> [Problem to solve] Wherever the word "TicketState" occurs in the listing, copy the whole line.

> [Task inputs]
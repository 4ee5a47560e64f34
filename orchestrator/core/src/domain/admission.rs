// Copyright (c) 2026 100monkeys.ai
// SPDX-License-Identifier: AGPL-3.0
//! # Admission Domain
//!
//! Value types describing how a chat request is admitted onto one of the
//! inference slots. The stateful scheduler lives in
//! `application::slot_manager`; this module only holds the vocabulary.
//!
//! | Type | Description |
//! |------|-------------|
//! | `RequestId` | Stable identifier of one inbound chat request |
//! | `PriorityClass` | `User` sorts ahead of `Background` in the wait queue |
//! | `AdmissionTicket` | Snapshot of a request's place in the slot pool |
//! | `SlotPoolSnapshot` | Read-only view used by `/health` and gauges |

use chrono::{DateTime, Utc};
use serde::{Deserialize, Serialize};
use std::fmt;
use thiserror::Error;
use uuid::Uuid;

#[derive(Debug, Clone, Copy, PartialEq, Eq, Hash, Serialize, Deserialize)]
pub struct RequestId(pub Uuid);

impl RequestId {
    pub fn new() -> Self {
        Self(Uuid::new_v4())
    }
}

impl Default for RequestId {
    fn default() -> Self {
        Self::new()
    }
}

impl fmt::Display for RequestId {
    fn fmt(&self, f: &mut fmt::Formatter<'_>) -> fmt::Result {
        self.0.fmt(f)
    }
}

impl std::str::FromStr for RequestId {
    type Err = uuid::Error;

    fn from_str(s: &str) -> Result<Self, Self::Err> {
        Uuid::parse_str(s).map(Self)
    }
}

/// Priority class of a request. Declaration order is queue order: a lower
/// variant always sorts ahead of a higher one.
#[derive(Debug, Clone, Copy, PartialEq, Eq, PartialOrd, Ord, Hash, Serialize, Deserialize, Default)]
#[serde(rename_all = "lowercase")]
pub enum PriorityClass {
    #[default]
    User,
    Background,
}

impl PriorityClass {
    pub fn as_str(&self) -> &'static str {
        match self {
            PriorityClass::User => "user",
            PriorityClass::Background => "background",
        }
    }
}

#[derive(Debug, Clone, Copy, PartialEq, Eq, Serialize, Deserialize)]
#[serde(rename_all = "lowercase")]
/// Released tickets leave the pool entirely, so no state is kept for them.
pub enum TicketState {
    Queued,
    Granted,
}

#[derive(Debug, Clone, Serialize, Deserialize)]
pub struct AdmissionTicket {
    pub request_id: RequestId,
    pub priority_class: PriorityClass,
    pub enqueued_at: DateTime<Utc>,
    pub state: TicketState,
}

#[derive(Debug, Clone, Copy, PartialEq, Eq, Serialize, Deserialize)]
pub struct SlotPoolSnapshot {
    pub capacity: usize,
    pub active: usize,
    pub waiting_user: usize,
    pub waiting_background: usize,
}

impl SlotPoolSnapshot {
    pub fn waiting(&self) -> usize {
        self.waiting_user + self.waiting_background
    }
}

#[derive(Debug, Error, PartialEq, Eq)]
pub enum AdmissionError {
    #[error("Slot pool is unavailable (shutting down)")]
    Unavailable,

    #[error("Request {0} is already admitted or queued")]
    Duplicate(RequestId),
}
// Copyright (c) 2026 100monkeys.ai
// SPDX-License-Identifier: AGPL-3.0
//! # Stream Event Domain
//!
//! Closed set of events delivered to a chat caller over one long-lived
//! connection, and their wire frames (one JSON object per frame).
//!
//! | Event | Frame |
//! |-------|-------|
//! | `Token` | `{"token": "..."}` |
//! | `Meta(QueueHeartbeat)` | `{"_meta": "queue_heartbeat", "position": 0}` |
//! | `Meta(Pulse)` | `{"_meta": "pulse"}` |
//! | `Meta(ThinkingStart)` | `{"_meta": "thinking_start"}` |
//! | `Meta(ThinkingStep)` | `{"_meta": "thinking_step", "stage": "verify", ...}` |
//! | `Meta(ThinkingEnd)` | `{"_meta": "thinking_end", "duration_ms", "chars_filtered", "think_content"}` |
//! | `Meta(Confidence)` | `{"_meta": "confidence", "score", "level", "factors"}` |
//! | `Meta(Loading)` | `{"status": "loading", "model": "..."}` |
//! | `Error` | `{"error": "...", "kind": "model_unresponsive"}` |
//! | `Done` | `{"done": true, ...summary}` |
//!
//! Exactly one `Error` or `Done` terminates a stream.

use serde::{Deserialize, Serialize};
use serde_json::{json, Map, Value};

use crate::domain::admission::RequestId;
use crate::domain::chat::ChatMode;
use crate::domain::cognition::Stage;

#[derive(Debug, Clone, PartialEq)]
pub enum StreamEvent {
    Token(String),
    Meta(MetaEvent),
    Error(StreamFailure),
    Done(DoneSummary),
}

#[derive(Debug, Clone, PartialEq)]
pub enum MetaEvent {
    QueueHeartbeat {
        position: usize,
    },
    Pulse,
    ThinkingStart,
    ThinkingStep {
        stage: Stage,
        iteration: u32,
        total_iterations: u32,
    },
    ThinkingEnd {
        duration_ms: u64,
        chars_filtered: usize,
        think_content: String,
    },
    Confidence {
        score: f64,
        level: ConfidenceLevel,
        factors: Vec<String>,
    },
    Loading {
        model: String,
    },
}

#[derive(Debug, Clone, Copy, PartialEq, Eq, Serialize, Deserialize)]
#[serde(rename_all = "lowercase")]
pub enum ConfidenceLevel {
    High,
    Medium,
    Low,
}

impl ConfidenceLevel {
    /// `High` at or above the acceptance threshold, `Medium` within 0.25 of
    /// it, `Low` otherwise.
    pub fn from_score(score: f64, accept_threshold: f64) -> Self {
        if score >= accept_threshold {
            ConfidenceLevel::High
        } else if score >= accept_threshold - 0.25 {
            ConfidenceLevel::Medium
        } else {
            ConfidenceLevel::Low
        }
    }

    pub fn as_str(&self) -> &'static str {
        match self {
            ConfidenceLevel::High => "high",
            ConfidenceLevel::Medium => "medium",
            ConfidenceLevel::Low => "low",
        }
    }
}

#[derive(Debug, Clone, Copy, PartialEq, Eq, Serialize, Deserialize)]
#[serde(rename_all = "snake_case")]
pub enum FailureKind {
    /// No token from the model for the hard stall window.
    ModelUnresponsive,
    /// The request-level deadline elapsed while the model was still working.
    TookTooLong,
    /// No slot could be granted (pool shut down).
    Unavailable,
    /// The inference backend reported an error.
    Inference,
}

impl FailureKind {
    pub fn as_str(&self) -> &'static str {
        match self {
            FailureKind::ModelUnresponsive => "model_unresponsive",
            FailureKind::TookTooLong => "took_too_long",
            FailureKind::Unavailable => "unavailable",
            FailureKind::Inference => "inference",
        }
    }
}

#[derive(Debug, Clone, PartialEq)]
pub struct StreamFailure {
    pub kind: FailureKind,
    pub message: String,
}

impl StreamFailure {
    pub fn new(kind: FailureKind, message: impl Into<String>) -> Self {
        Self {
            kind,
            message: message.into(),
        }
    }
}

#[derive(Debug, Clone, Copy, PartialEq, Eq, Serialize, Deserialize)]
#[serde(rename_all = "snake_case")]
pub enum RequestOutcome {
    /// Fast/standard generation finished.
    Completed,
    /// Deep loop accepted an answer.
    Accepted,
    /// Deep loop exhausted its iterations without a verified answer.
    Rejected,
    /// Stopped by the caller.
    Cancelled,
}

impl RequestOutcome {
    pub fn as_str(&self) -> &'static str {
        match self {
            RequestOutcome::Completed => "completed",
            RequestOutcome::Accepted => "accepted",
            RequestOutcome::Rejected => "rejected",
            RequestOutcome::Cancelled => "cancelled",
        }
    }
}

#[derive(Debug, Clone, PartialEq)]
pub struct DoneSummary {
    pub request_id: RequestId,
    pub mode: ChatMode,
    pub outcome: RequestOutcome,
    pub duration_ms: u64,
    pub queue_wait_ms: u64,
    pub chars: usize,
    pub iterations: Option<u32>,
    pub score: Option<f64>,
    pub summary: Option<String>,
}

impl StreamEvent {
    pub fn token(text: impl Into<String>) -> Self {
        StreamEvent::Token(text.into())
    }

    pub fn pulse() -> Self {
        StreamEvent::Meta(MetaEvent::Pulse)
    }

    pub fn error(kind: FailureKind, message: impl Into<String>) -> Self {
        StreamEvent::Error(StreamFailure::new(kind, message))
    }

    pub fn is_terminal(&self) -> bool {
        matches!(self, StreamEvent::Error(_) | StreamEvent::Done(_))
    }

    /// Short event name used in logs.
    pub fn kind(&self) -> &'static str {
        match self {
            StreamEvent::Token(_) => "token",
            StreamEvent::Meta(meta) => meta.kind(),
            StreamEvent::Error(_) => "error",
            StreamEvent::Done(_) => "done",
        }
    }

    /// Wire frame for this event.
    pub fn to_frame(&self) -> Value {
        match self {
            StreamEvent::Token(text) => json!({ "token": text }),
            StreamEvent::Meta(meta) => meta.to_frame(),
            StreamEvent::Error(failure) => json!({
                "error": failure.message,
                "kind": failure.kind.as_str(),
            }),
            StreamEvent::Done(summary) => summary.to_frame(),
        }
    }
}

impl MetaEvent {
    pub fn kind(&self) -> &'static str {
        match self {
            MetaEvent::QueueHeartbeat { .. } => "queue_heartbeat",
            MetaEvent::Pulse => "pulse",
            MetaEvent::ThinkingStart => "thinking_start",
            MetaEvent::ThinkingStep { .. } => "thinking_step",
            MetaEvent::ThinkingEnd { .. } => "thinking_end",
            MetaEvent::Confidence { .. } => "confidence",
            MetaEvent::Loading { .. } => "loading",
        }
    }

    fn to_frame(&self) -> Value {
        match self {
            MetaEvent::QueueHeartbeat { position } => json!({
                "_meta": "queue_heartbeat",
                "position": position,
            }),
            MetaEvent::Pulse => json!({ "_meta": "pulse" }),
            MetaEvent::ThinkingStart => json!({ "_meta": "thinking_start" }),
            MetaEvent::ThinkingStep {
                stage,
                iteration,
                total_iterations,
            } => json!({
                "_meta": "thinking_step",
                "stage": stage.as_str(),
                "iteration": iteration,
                "total_iterations": total_iterations,
            }),
            MetaEvent::ThinkingEnd {
                duration_ms,
                chars_filtered,
                think_content,
            } => json!({
                "_meta": "thinking_end",
                "duration_ms": duration_ms,
                "chars_filtered": chars_filtered,
                "think_content": think_content,
            }),
            MetaEvent::Confidence {
                score,
                level,
                factors,
            } => json!({
                "_meta": "confidence",
                "score": score,
                "level": level.as_str(),
                "factors": factors,
            }),
            MetaEvent::Loading { model } => json!({
                "status": "loading",
                "model": model,
            }),
        }
    }
}

impl DoneSummary {
    fn to_frame(&self) -> Value {
        let mut frame = Map::new();
        frame.insert("done".to_string(), Value::Bool(true));
        frame.insert("request_id".to_string(), json!(self.request_id.to_string()));
        frame.insert("mode".to_string(), json!(self.mode.as_str()));
        frame.insert("outcome".to_string(), json!(self.outcome.as_str()));
        frame.insert("duration_ms".to_string(), json!(self.duration_ms));
        frame.insert("queue_wait_ms".to_string(), json!(self.queue_wait_ms));
        frame.insert("chars".to_string(), json!(self.chars));
        if let Some(iterations) = self.iterations {
            frame.insert("iterations".to_string(), json!(iterations));
        }
        if let Some(score) = self.score {
            frame.insert("score".to_string(), json!(score));
        }
        if let Some(summary) = &self.summary {
            frame.insert("summary".to_string(), json!(summary));
        }
        Value::Object(frame)
    }
}
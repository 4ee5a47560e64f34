// Copyright (c) 2026 100monkeys.ai
// SPDX-License-Identifier: AGPL-3.0

// Node Configuration Types
//
// Defines the configuration schema for an AEGIS chat node:
// - Kubernetes-style manifest format (apiVersion/kind/metadata/spec)
// - Inference backend endpoint and model
// - Slot scheduler capacity
// - Streaming heartbeat / stall / partial-tag timings
// - Cognitive loop iteration caps, threshold and timeouts
// - HTTP server and observability settings

use serde::{Deserialize, Serialize};
use std::collections::HashMap;
use std::path::{Path, PathBuf};
use std::time::Duration;

pub const API_VERSION: &str = "100monkeys.ai/v1";
pub const KIND: &str = "NodeConfig";

/// Top-level Kubernetes-style node configuration manifest
#[derive(Debug, Clone, Serialize, Deserialize)]
pub struct NodeConfigManifest {
    /// API version (must be "100monkeys.ai/v1")
    #[serde(rename = "apiVersion")]
    pub api_version: String,

    /// Resource kind (must be "NodeConfig")
    pub kind: String,

    /// Node metadata (name, labels, version)
    pub metadata: ManifestMetadata,

    /// Node configuration specification
    #[serde(default)]
    pub spec: NodeConfigSpec,
}

/// Manifest metadata (Kubernetes-style)
#[derive(Debug, Clone, Serialize, Deserialize)]
pub struct ManifestMetadata {
    /// Human-readable node name
    pub name: String,

    #[serde(skip_serializing_if = "Option::is_none")]
    pub version: Option<String>,

    #[serde(skip_serializing_if = "Option::is_none")]
    pub labels: Option<HashMap<String, String>>,
}
// Copyright (c) 2026 100monkeys.ai
// SPDX-License-Identifier: AGPL-3.0

pub mod cancellation;
pub mod cognitive_loop;
pub mod event_stream;
pub mod heartbeat;
pub mod lifecycle;
pub mod slot_manager;
pub mod think_filter;

// Re-export services for convenience
pub use cancellation::{CancellationRegistry, Registration};
pub use cognitive_loop::{CognitiveLoop, LoopEnd, LoopObserver, LoopOutcome, VERIFIER_DIRECTIVE};
pub use event_stream::{event_channel, EventReceiver, EventSink, StreamError};
pub use heartbeat::HeartbeatWrapper;
pub use lifecycle::{ChatService, StartedChat};
pub use slot_manager::{PendingAdmission, SlotGuard, SlotManager};
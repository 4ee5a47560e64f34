// Copyright (c) 2026 100monkeys.ai
// SPDX-License-Identifier: AGPL-3.0
//! # Presentation Layer (`aegis-chat-core`)
//!
//! HTTP surface that translates external requests into application service
//! calls. All real work is delegated to [`crate::application::ChatService`].
//!
//! | Module | Transport | Description |
//! |--------|-----------|-------------|
//! | [`api`] | HTTP/SSE (Axum) | chat stream, stop, health |

pub mod api;

pub use api::app;
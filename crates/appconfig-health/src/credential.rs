//! Bearer-token credentials used to authenticate key reads.

use std::fmt;
use std::future::Future;
use std::pin::Pin;

use thiserror::Error;

/// Failure to produce an access token.
#[derive(Debug, Clone, PartialEq, Eq, Error)]
#[error("{0}")]
pub struct CredentialError(pub String);

/// A bearer token ready to be sent in an `Authorization` header.
#[derive(Clone, PartialEq, Eq)]
pub struct AccessToken {
    pub token: String,
}

impl fmt::Debug for AccessToken {
    fn fmt(&self, f: &mut fmt::Formatter<'_>) -> fmt::Result {
        f.debug_struct("AccessToken").field("token", &"<redacted>").finish()
    }
}

pub type TokenFuture<'a> =
    Pin<Box<dyn Future<Output = Result<AccessToken, CredentialError>> + Send + 'a>>;

/// Opaque token provider.
///
/// Implementations own acquisition and refresh; the probe only asks for a
/// token before each read.
pub trait TokenCredential: Send + Sync + fmt::Debug {
    fn get_token(&self) -> TokenFuture<'_>;
}

/// A credential that always returns the same token.
#[derive(Clone)]
pub struct StaticTokenCredential {
    token: String,
}

impl StaticTokenCredential {
    pub fn new(token: impl Into<String>) -> Self {
        Self {
            token: token.into(),
        }
    }

    /// Read the token from an environment variable.
    pub fn from_env(var: &str) -> Result<Self, CredentialError> {
        match std::env::var(var) {
            Ok(token) if !token.trim().is_empty() => Ok(Self::new(token.trim())),
            Ok(_) => Err(CredentialError(format!("environment variable {var} is empty"))),
            Err(e) => Err(CredentialError(format!("environment variable {var}: {e}"))),
        }
    }
}

impl fmt::Debug for StaticTokenCredential {
    fn fmt(&self, f: &mut fmt::Formatter<'_>) -> fmt::Result {
        f.debug_struct("StaticTokenCredential")
            .field("token", &"<redacted>")
            .finish()
    }
}

impl TokenCredential for StaticTokenCredential {
    fn get_token(&self) -> TokenFuture<'_> {
        Box::pin(async move {
            Ok(AccessToken {
                token: self.token.clone(),
            })
        })
    }
}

> [Task solution]
pub enum TicketState {
    pub state: TicketState,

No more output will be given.